▶ [Work instructions]: Read the lines of the data below and retrieve those with "authentication".

::: Data records

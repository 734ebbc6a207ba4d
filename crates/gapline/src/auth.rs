//! Interactive user authentication.
//!
//! The flow asks a [`UserAuthenticator`] for each piece of input as the
//! server requests it: phone, login code, then the 2FA password or sign-up
//! details when needed.

use std::sync::Arc;

use async_trait::async_trait;
use tracing::info;

use crate::error::AuthError;
use crate::transport::{Invoker, Request, Response, SentCode, TermsOfService, User};

/// Server error asking for the 2FA password after a valid code.
const SESSION_PASSWORD_NEEDED: &str = "SESSION_PASSWORD_NEEDED";

/// Name for a new account.
#[derive(Debug, Clone, PartialEq, Eq, Default)]
pub struct SignUpInfo {
    pub first_name: String,
    pub last_name: String,
}

/// Source of the answers the login flow needs, usually a terminal prompt.
#[async_trait]
pub trait UserAuthenticator: Send + Sync {
    async fn phone(&self) -> Result<String, AuthError>;

    async fn code(&self, sent: &SentCode) -> Result<String, AuthError>;

    async fn password(&self) -> Result<String, AuthError>;

    /// Returns `Ok` to accept the terms, an error to abort sign up.
    async fn accept_terms_of_service(&self, terms: &TermsOfService) -> Result<(), AuthError>;

    async fn sign_up(&self) -> Result<SignUpInfo, AuthError>;
}

/// Authenticator with fixed answers that refuses to create accounts.
#[derive(Debug, Clone)]
pub struct ConstantAuthenticator {
    pub phone: String,
    pub code: String,
    pub password: Option<String>,
}

#[async_trait]
impl UserAuthenticator for ConstantAuthenticator {
    async fn phone(&self) -> Result<String, AuthError> {
        Ok(self.phone.clone())
    }

    async fn code(&self, _sent: &SentCode) -> Result<String, AuthError> {
        Ok(self.code.clone())
    }

    async fn password(&self) -> Result<String, AuthError> {
        self.password
            .clone()
            .ok_or_else(|| AuthError::Input("account has a password but none was given".into()))
    }

    async fn accept_terms_of_service(&self, _terms: &TermsOfService) -> Result<(), AuthError> {
        Err(AuthError::SignUpRequired)
    }

    async fn sign_up(&self) -> Result<SignUpInfo, AuthError> {
        Err(AuthError::SignUpRequired)
    }
}

/// Runs the login exchange.
pub struct AuthFlow {
    authenticator: Arc<dyn UserAuthenticator>,
}

impl AuthFlow {
    pub fn new(authenticator: Arc<dyn UserAuthenticator>) -> Self {
        Self { authenticator }
    }

    /// Logs in through `api`, returning the authorized user.
    pub async fn run(&self, api: &dyn Invoker) -> Result<User, AuthError> {
        let phone = self.authenticator.phone().await?;
        let sent = match api.invoke(Request::SendCode { phone: phone.clone() }).await? {
            Response::SentCode(sent) => sent,
            other => return Err(other.unexpected("send_code").into()),
        };
        info!(delivery = %sent.delivery, "login code sent");

        let code = self.authenticator.code(&sent).await?;
        let sign_in = Request::SignIn {
            phone: phone.clone(),
            code_hash: sent.code_hash.clone(),
            code,
        };
        let response = match api.invoke(sign_in).await {
            Ok(response) => response,
            Err(e) if e.is_message(SESSION_PASSWORD_NEEDED) => {
                info!("account has two-factor authentication enabled");
                let password = self.authenticator.password().await?;
                api.invoke(Request::CheckPassword { password }).await?
            }
            Err(e) => return Err(e.into()),
        };

        match response {
            Response::Authorized(user) => Ok(user),
            Response::SignUpRequired { terms_of_service } => {
                self.sign_up(api, phone, sent, terms_of_service).await
            }
            other => Err(other.unexpected("sign_in").into()),
        }
    }

    async fn sign_up(
        &self,
        api: &dyn Invoker,
        phone: String,
        sent: SentCode,
        terms: Option<TermsOfService>,
    ) -> Result<User, AuthError> {
        if let Some(terms) = terms {
            self.authenticator.accept_terms_of_service(&terms).await?;
            api.invoke(Request::AcceptTermsOfService { id: terms.id }).await?;
        }
        let info = self.authenticator.sign_up().await?;
        let request = Request::SignUp {
            phone,
            code_hash: sent.code_hash,
            first_name: info.first_name,
            last_name: info.last_name,
        };
        match api.invoke(request).await? {
            Response::Authorized(user) => Ok(user),
            other => Err(other.unexpected("sign_up").into()),
        }
    }
}

#[cfg(test)]
mod tests {
    use std::sync::Mutex;

    use super::*;
    use crate::error::RpcError;

    /// Login server double; records the methods called.
    #[derive(Default)]
    struct LoginServer {
        two_factor: bool,
        new_account: bool,
        calls: Mutex<Vec<&'static str>>,
    }

    fn user() -> User {
        User {
            id: 1,
            first_name: "Ada".into(),
            ..User::default()
        }
    }

    #[async_trait]
    impl Invoker for LoginServer {
        async fn invoke(&self, request: Request) -> Result<Response, RpcError> {
            self.calls.lock().unwrap().push(request.method());
            match request {
                Request::SendCode { .. } => Ok(Response::SentCode(SentCode {
                    code_hash: "hash".into(),
                    delivery: "app".into(),
                })),
                Request::SignIn { code, .. } if code != "12345" => {
                    Err(RpcError::rpc(400, "PHONE_CODE_INVALID"))
                }
                Request::SignIn { .. } if self.two_factor => {
                    Err(RpcError::rpc(401, SESSION_PASSWORD_NEEDED))
                }
                Request::SignIn { .. } if self.new_account => Ok(Response::SignUpRequired {
                    terms_of_service: Some(TermsOfService {
                        id: "tos-1".into(),
                        text: "be nice".into(),
                    }),
                }),
                Request::SignIn { .. } => Ok(Response::Authorized(user())),
                Request::CheckPassword { password } if password == "secret" => {
                    Ok(Response::Authorized(user()))
                }
                Request::CheckPassword { .. } => Err(RpcError::rpc(400, "PASSWORD_HASH_INVALID")),
                Request::AcceptTermsOfService { .. } => Ok(Response::Ok),
                Request::SignUp { first_name, .. } => Ok(Response::Authorized(User {
                    first_name,
                    ..user()
                })),
                other => Err(RpcError::Transport(format!("unexpected {}", other.method()))),
            }
        }
    }

    fn constant(code: &str, password: Option<&str>) -> Arc<dyn UserAuthenticator> {
        Arc::new(ConstantAuthenticator {
            phone: "+15550100".into(),
            code: code.into(),
            password: password.map(Into::into),
        })
    }

    #[tokio::test]
    async fn code_login() {
        let server = LoginServer::default();
        let user = AuthFlow::new(constant("12345", None)).run(&server).await.unwrap();
        assert_eq!(user.id, 1);
        assert_eq!(*server.calls.lock().unwrap(), vec!["send_code", "sign_in"]);
    }

    #[tokio::test]
    async fn two_factor_login() {
        let server = LoginServer {
            two_factor: true,
            ..LoginServer::default()
        };
        AuthFlow::new(constant("12345", Some("secret")))
            .run(&server)
            .await
            .unwrap();
        assert_eq!(
            *server.calls.lock().unwrap(),
            vec!["send_code", "sign_in", "check_password"]
        );
    }

    #[tokio::test]
    async fn two_factor_without_password_fails() {
        let server = LoginServer {
            two_factor: true,
            ..LoginServer::default()
        };
        let err = AuthFlow::new(constant("12345", None)).run(&server).await.unwrap_err();
        assert!(matches!(err, AuthError::Input(_)));
    }

    #[tokio::test]
    async fn wrong_code_is_rpc_error() {
        let server = LoginServer::default();
        let err = AuthFlow::new(constant("00000", None)).run(&server).await.unwrap_err();
        assert!(matches!(err, AuthError::Rpc(e) if e.is_message("PHONE_CODE_INVALID")));
    }

    #[tokio::test]
    async fn constant_authenticator_refuses_sign_up() {
        let server = LoginServer {
            new_account: true,
            ..LoginServer::default()
        };
        let err = AuthFlow::new(constant("12345", None)).run(&server).await.unwrap_err();
        assert!(matches!(err, AuthError::SignUpRequired));
    }

    struct Newcomer;

    #[async_trait]
    impl UserAuthenticator for Newcomer {
        async fn phone(&self) -> Result<String, AuthError> {
            Ok("+15550199".into())
        }

        async fn code(&self, _sent: &SentCode) -> Result<String, AuthError> {
            Ok("12345".into())
        }

        async fn password(&self) -> Result<String, AuthError> {
            Err(AuthError::Input("no password".into()))
        }

        async fn accept_terms_of_service(&self, terms: &TermsOfService) -> Result<(), AuthError> {
            assert_eq!(terms.id, "tos-1");
            Ok(())
        }

        async fn sign_up(&self) -> Result<SignUpInfo, AuthError> {
            Ok(SignUpInfo {
                first_name: "Grace".into(),
                last_name: "H".into(),
            })
        }
    }

    #[tokio::test]
    async fn sign_up_after_terms() {
        let server = LoginServer {
            new_account: true,
            ..LoginServer::default()
        };
        let user = AuthFlow::new(Arc::new(Newcomer)).run(&server).await.unwrap();
        assert_eq!(user.first_name, "Grace");
        assert_eq!(
            *server.calls.lock().unwrap(),
            vec!["send_code", "sign_in", "accept_terms_of_service", "sign_up"]
        );
    }
}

::::::

▶ [Solution]:
//! Interactive user authentication.
                info!("account has two-factor authentication enabled");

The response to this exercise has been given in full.